Much more needs to be done. The ceasefire may have ended the fighting, but it will not end the decades-long cycle of uneasy calm followed by bloodshed. That will cease only when the Palestinians no longer live under occupation, Gaza is not akin to an open-air prison, and Palestinians with Israeli citizenship do not face discrimination.

As Israel’s main ally, the US has a moral obligation to hold the Jewish state to account. It should use its leverage to end maltreatment of Palestinians, whether it be evictions, settlement expansion or the harassment occupied Palestinians endure from Israeli security forces and Jewish settlers.

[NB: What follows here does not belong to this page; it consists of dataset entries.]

#[async_trait]
impl SyncStore for FailingStore {
    fn name(&self) -> &str {
        self.inner.name()
    }

    async fn scan_page(
        &self,
        slice: ScanSlice,
        cursor: Option<&ScanCursor>,
        limit: usize,
    ) -> Result<ScanPage, StorageError> {
        self.inner.scan_page(slice, cursor, limit).await
    }

    async fn read_changes(
        &self,
        key: ShardKey,
        window: TimeWindow,
        after: Option<&ChangeCursor>,
        limit: usize,
    ) -> Result<ChangePage, StorageError> {
        if *self.broken_shard.lock() == Some(key.cluster_shard) {
            return Err(StorageError::Transient(format!("shard {} unreachable", key.cluster_shard)));
        }
        self.inner.read_changes(key, window, after, limit).await
    }

    async fn fetch(&self, ids: &[String]) -> Result<Vec<Document>, StorageError> {
        self.inner.fetch(ids).await
    }

    async fn write_batch(&self, ops: &[WriteOp]) -> Result<Vec<WriteOutcome>, StorageError> {
        self.write_calls.fetch_add(1, Ordering::SeqCst);
        let allowed = self
            .writes_before_outage
            .fetch_update(Ordering::SeqCst, Ordering::SeqCst, |n| n.checked_sub(1))
            .is_ok();
        let refused = self
            .refuse_next
            .fetch_update(Ordering::SeqCst, Ordering::SeqCst, |n| n.checked_sub(1))
            .is_ok();
        if !allowed || refused {
            return Err(StorageError::Transient("connection refused".into()));
        }

        let poison = self.poison.lock().clone();
        let mut outcomes = Vec::with_capacity(ops.len());
        for op in ops {
            if poison.as_deref() == Some(op.id()) {
                outcomes.push(WriteOutcome::Failed("mapper_parsing_exception".into()));
                continue;
            }
            let lost_race = self
                .conflicts
                .fetch_update(Ordering::SeqCst, Ordering::SeqCst, |n| n.checked_sub(1))
                .is_ok();
            if lost_race {
                outcomes.push(WriteOutcome::RejectedConflict);
                continue;
            }
            let mut applied = self.inner.write_batch(std::slice::from_ref(op)).await?;
            outcomes.push(applied.pop().unwrap_or(WriteOutcome::Failed("no outcome".into())));
        }
        Ok(outcomes)
    }
}

/// Parks the first full-scan call until released.
pub struct GatedStore {
    pub inner: Arc<InMemoryStore>,
    pub armed: AtomicBool,
    pub entered: Notify,
    pub release: Notify,
}

impl GatedStore {
    pub fn new(inner: Arc<InMemoryStore>) -> Self {
        Self {
            inner,
            armed: AtomicBool::new(true),
            entered: Notify::new(),
            release: Notify::new(),
        }
    }
}

#[async_trait]
impl SyncStore for GatedStore {
    fn name(&self) -> &str {
        self.inner.name()
    }

    async fn scan_page(
        &self,
        slice: ScanSlice,
        cursor: Option<&ScanCursor>,
        limit: usize,
    ) -> Result<ScanPage, StorageError> {
        if self.armed.swap(false, Ordering::SeqCst) {
            self.entered.notify_one();
            self.release.notified().await;
        }
        self.inner.scan_page(slice, cursor, limit).await
    }

    async fn read_changes(
        &self,
        key: ShardKey,
        window: TimeWindow,
        after: Option<&ChangeCursor>,
        limit: usize,
    ) -> Result<ChangePage, StorageError> {
        self.inner.read_changes(key, window, after, limit).await
    }

    async fn fetch(&self, ids: &[String]) -> Result<Vec<Document>, StorageError> {
        self.inner.fetch(ids).await
    }

    async fn write_batch(&self, ops: &[WriteOp]) -> Result<Vec<WriteOutcome>, StorageError> {
        self.inner.write_batch(ops).await
    }
}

Doing so would lay the foundations necessary to revive an equitable peace process in the hope of securing a just settlement. To do nothing would be to sow the seeds of the next inevitable bout of violence — be it in the occupied territories, inside Israel, or both. Intransigence only serves the interests of groups, such as Hamas, that capitalise on Israel’s abuses to bolster their support and justify their militancy, while muting moderate voices.

Washington must also pressure the Palestinian Authority and its president, Mahmoud Abbas, to hold elections to give Palestinians the chance to elect a more representative leadership. Abbas’s decision last month to cancel what would have been the first Palestinian election in 16 years was wrong and motivated by self-preservation. Palestinians must get their act in order and present a credible partner for Washington and others to engage with.

But their failings should not excuse the US turning a blind eye to Israel’s creeping colonisation of occupied territories and abuse of Palestinians’ rights. Biden, who has described himself as a Zionist, must stay engaged with the crisis. The US has a choice: appear ever more to be Israel’s cheerleader as the conflict simmers, or be the serious and objective player it should be.